- _DATA RECORDS_:
::::::::::
// SPDX-License-Identifier: CEPL-1.0
//! Turntable camera around the demo triangle.
use std::cell::{Cell, RefCell};
use std::rc::Rc;
use std::time::Duration;

use glam::{Mat4, Vec3};
use vkswap_render::ViewListener;

pub struct Camera {
    aspect: f32,
    angle: f32,
    /// Radians per second.
    speed: f32,
    mvp: Rc<Cell<Mat4>>,
}

impl Camera {
    pub fn new(mvp: Rc<Cell<Mat4>>) -> Self {
        let camera = Self {
            aspect: 16.0 / 9.0,
            angle: 0.0,
            speed: 1.0,
            mvp,
        };
        camera.publish();
        camera
    }

    pub fn advance(&mut self, dt: Duration) {
        self.angle = (self.angle + self.speed * dt.as_secs_f32()) % std::f32::consts::TAU;
        self.publish();
    }

    pub fn aspect(&self) -> f32 {
        self.aspect
    }

    fn matrix(&self) -> Mat4 {
        let proj = Mat4::perspective_rh(45f32.to_radians(), self.aspect, 0.1, 10.0);
        let view = Mat4::look_at_rh(Vec3::new(0.0, 0.0, 2.5), Vec3::ZERO, Vec3::Y);
        let model = Mat4::from_rotation_y(self.angle);
        // Vulkan clip space has y pointing down
        let flip = Mat4::from_scale(Vec3::new(1.0, -1.0, 1.0));
        flip * proj * view * model
    }

    fn publish(&self) {
        self.mvp.set(self.matrix());
    }
}

/// The presenter-facing end of a shared camera.
pub struct CameraLink(pub Rc<RefCell<Camera>>);

impl ViewListener for CameraLink {
    fn aspect_ratio_changed(&mut self, width: u32, height: u32) {
        if width == 0 || height == 0 {
            return;
        }
        let mut camera = self.0.borrow_mut();
        camera.aspect = width as f32 / height as f32;
        camera.publish();
    }

    fn view_changed(&mut self) {
        self.0.borrow().publish();
    }
}

#[cfg(test)]
mod tests {
    use super::*;

    fn shared() -> (Rc<Cell<Mat4>>, Rc<RefCell<Camera>>) {
        let mvp = Rc::new(Cell::new(Mat4::IDENTITY));
        let camera = Rc::new(RefCell::new(Camera::new(mvp.clone())));
        (mvp, camera)
    }

    #[test]
    fn new_camera_publishes_immediately() {
        let (mvp, _camera) = shared();
        assert_ne!(mvp.get(), Mat4::IDENTITY);
    }

    #[test]
    fn origin_projects_to_screen_centre() {
        let (mvp, _camera) = shared();
        let p = mvp.get().project_point3(Vec3::ZERO);
        assert!(p.x.abs() < 1e-5 && p.y.abs() < 1e-5);
        assert!((0.0..=1.0).contains(&p.z));
    }

    #[test]
    fn resize_updates_aspect_and_matrix() {
        let (mvp, camera) = shared();
        let before = mvp.get();
        let mut link = CameraLink(camera.clone());
        link.aspect_ratio_changed(800, 800);
        assert_eq!(camera.borrow().aspect(), 1.0);
        assert_ne!(mvp.get(), before);
    }

    #[test]
    fn zero_height_is_ignored() {
        let (mvp, camera) = shared();
        let before = mvp.get();
        CameraLink(camera.clone()).aspect_ratio_changed(800, 0);
        assert_eq!(camera.borrow().aspect(), 16.0 / 9.0);
        assert_eq!(mvp.get(), before);
    }

    #[test]
    fn advancing_rotates() {
        let (mvp, camera) = shared();
        let before = mvp.get();
        camera.borrow_mut().advance(Duration::from_millis(250));
        assert_ne!(mvp.get(), before);
    }
}
// SPDX-License-Identifier: CEPL-1.0
//! Destination for driver/validation-layer messages.
//!
//! A sink is handed to context creation and lives as long as the context;
//! nothing here is global.
use std::sync::atomic::{AtomicU32, Ordering};

#[derive(Clone, Copy, Debug, PartialEq, Eq)]
pub enum Severity {
    Verbose,
    Info,
    Warning,
    Error,
}

pub trait DiagnosticSink: Send + Sync {
    /// `kind` is a short tag such as "validation" or "performance".
    fn message(&self, severity: Severity, kind: &str, text: &str);
}

/// Routes messages to `tracing` and counts them per severity.
#[derive(Default)]
pub struct TracingSink {
    warnings: AtomicU32,
    errors: AtomicU32,
}

#[derive(Clone, Copy, Debug, Default, PartialEq, Eq)]
pub struct SinkCounts {
    pub warnings: u32,
    pub errors: u32,
}

impl TracingSink {
    pub fn new() -> Self {
        Self::default()
    }

    pub fn counts(&self) -> SinkCounts {
        SinkCounts {
            warnings: self.warnings.load(Ordering::Relaxed),
            errors: self.errors.load(Ordering::Relaxed),
        }
    }
}

impl DiagnosticSink for TracingSink {
    fn message(&self, severity: Severity, kind: &str, text: &str) {
        match severity {
            Severity::Verbose => tracing::trace!("[vk/{kind}] {text}"),
            Severity::Info => tracing::debug!("[vk/{kind}] {text}"),
            Severity::Warning => {
                self.warnings.fetch_add(1, Ordering::Relaxed);
                tracing::warn!("[vk/{kind}] {text}");
            }
            Severity::Error => {
                self.errors.fetch_add(1, Ordering::Relaxed);
                tracing::error!("[vk/{kind}] {text}");
            }
        }
    }
}

#[cfg(test)]
mod tests {
    use super::*;

    #[test]
    fn counts_only_warnings_and_errors() {
        let sink = TracingSink::new();
        sink.message(Severity::Verbose, "general", "loader chatter");
        sink.message(Severity::Info, "general", "device created");
        sink.message(Severity::Warning, "performance", "suboptimal layout");
        sink.message(Severity::Error, "validation", "missing barrier");
        sink.message(Severity::Error, "validation", "missing barrier again");

        assert_eq!(
            sink.counts(),
            SinkCounts {
                warnings: 1,
                errors: 2
            }
        );
    }
}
::::::::::
- _PROMPT_: The data above must be reproduced in full, exactly as given.

- _ANSWER TO THE PROBLEM_:
// SPDX-License-Identifier: CEPL-1.0
//! Turntable camera around the demo triangle.
use std::cell::{Cell, RefCell};
use std::rc::Rc;
use std::time::Duration;

use glam::{Mat4, Vec3};
use vkswap_render::ViewListener;

pub struct Camera {
    aspect: f32,
    angle: f32,
    /// Radians per second.
    speed: f32,
    mvp: Rc<Cell<Mat4>>,
}

impl Camera {
    pub fn new(mvp: Rc<Cell<Mat4>>) -> Self {
        let camera = Self {
            aspect: 16.0 / 9.0,
            angle: 0.0,
            speed: 1.0,
            mvp,
        };
        camera.publish();
        camera
    }

    pub fn advance(&mut self, dt: Duration) {
        self.angle = (self.angle + self.speed * dt.as_secs_f32()) % std::f32::consts::TAU;
        self.publish();
    }

    pub fn aspect(&self) -> f32 {
        self.aspect
    }

    fn matrix(&self) -> Mat4 {
        let proj = Mat4::perspective_rh(45f32.to_radians(), self.aspect, 0.1, 10.0);
        let view = Mat4::look_at_rh(Vec3::new(0.0, 0.0, 2.5), Vec3::ZERO, Vec3::Y);
        let model = Mat4::from_rotation_y(self.angle);
        // Vulkan clip space has y pointing down
        let flip = Mat4::from_scale(Vec3::new(1.0, -1.0, 1.0));
        flip * proj * view * model
    }

    fn publish(&self) {
        self.mvp.set(self.matrix());
    }
}

/// The presenter-facing end of a shared camera.
pub struct CameraLink(pub Rc<RefCell<Camera>>);

impl ViewListener for CameraLink {
    fn aspect_ratio_changed(&mut self, width: u32, height: u32) {
        if width == 0 || height == 0 {
            return;
        }
        let mut camera = self.0.borrow_mut();
        camera.aspect = width as f32 / height as f32;
        camera.publish();
    }

    fn view_changed(&mut self) {
        self.0.borrow().publish();
    }
}

#[cfg(test)]
mod tests {
    use super::*;

    fn shared() -> (Rc<Cell<Mat4>>, Rc<RefCell<Camera>>) {
        let mvp = Rc::new(Cell::new(Mat4::IDENTITY));
        let camera = Rc::new(RefCell::new(Camera::new(mvp.clone())));
        (mvp, camera)
    }

    #[test]
    fn new_camera_publishes_immediately() {
        let (mvp, _camera) = shared();
        assert_ne!(mvp.get(), Mat4::IDENTITY);
    }

    #[test]
    fn origin_projects_to_screen_centre() {
        let (mvp, _camera) = shared();
        let p = mvp.get().project_point3(Vec3::ZERO);
        assert!(p.x.abs() < 1e-5 && p.y.abs() < 1e-5);
        assert!((0.0..=1.0).contains(&p.z));
    }

    #[test]
    fn resize_updates_aspect_and_matrix() {
        let (mvp, camera) = shared();
        let before = mvp.get();
        let mut link = CameraLink(camera.clone());
        link.aspect_ratio_changed(800, 800);
        assert_eq!(camera.borrow().aspect(), 1.0);
        assert_ne!(mvp.get(), before);
    }

    #[test]
    fn zero_height_is_ignored() {
        let (mvp, camera) = shared();
        let before = mvp.get();
        CameraLink(camera.clone()).aspect_ratio_changed(800, 0);
        assert_eq!(camera.borrow().aspect(), 16.0 / 9.0);
        assert_eq!(mvp.get(), before);
    }

    #[test]
    fn advancing_rotates() {
        let (mvp, camera) = shared();
        let before = mvp.get();
        camera.borrow_mut().advance(Duration::from_millis(250));
        assert_ne!(mvp.get(), before);
    }
}
// SPDX-License-Identifier: CEPL-1.0
//! Destination for driver/validation-layer messages.
//!
//! A sink is handed to context creation and lives as long as the context;
//! nothing here is global.
use std::sync::atomic::{AtomicU32, Ordering};

#[derive(Clone, Copy, Debug, PartialEq, Eq)]
pub enum Severity {
    Verbose,
    Info,
    Warning,
    Error,
}

pub trait DiagnosticSink: Send + Sync {
    /// `kind` is a short tag such as "validation" or "performance".
    fn message(&self, severity: Severity, kind: &str, text: &str);
}

/// Routes messages to `tracing` and counts them per severity.
#[derive(Default)]
pub struct TracingSink {
    warnings: AtomicU32,
    errors: AtomicU32,
}

#[derive(Clone, Copy, Debug, Default, PartialEq, Eq)]
pub struct SinkCounts {
    pub warnings: u32,
    pub errors: u32,
}

impl TracingSink {
    pub fn new() -> Self {
        Self::default()
    }

    pub fn counts(&self) -> SinkCounts {
        SinkCounts {
            warnings: self.warnings.load(Ordering::Relaxed),
            errors: self.errors.load(Ordering::Relaxed),
        }
    }
}

impl DiagnosticSink for TracingSink {
    fn message(&self, severity: Severity, kind: &str, text: &str) {
        match severity {
            Severity::Verbose => tracing::trace!("[vk/{kind}] {text}"),
            Severity::Info => tracing::debug!("[vk/{kind}] {text}"),
            Severity::Warning => {
                self.warnings.fetch_add(1, Ordering::Relaxed);
                tracing::warn!("[vk/{kind}] {text}");
            }
            Severity::Error => {
                self.errors.fetch_add(1, Ordering::Relaxed);
                tracing::error!("[vk/{kind}] {text}");
            }
        }
    }
}

#[cfg(test)]
mod tests {
    use super::*;

    #[test]
    fn counts_only_warnings_and_errors() {
        let sink = TracingSink::new();
        sink.message(Severity::Verbose, "general", "loader chatter");
        sink.message(Severity::Info, "general", "device created");
        sink.message(Severity::Warning, "performance", "suboptimal layout");
        sink.message(Severity::Error, "validation", "missing barrier");
        sink.message(Severity::Error, "validation", "missing barrier again");

        assert_eq!(
            sink.counts(),
            SinkCounts {
                warnings: 1,
                errors: 2
            }
        );
    }
}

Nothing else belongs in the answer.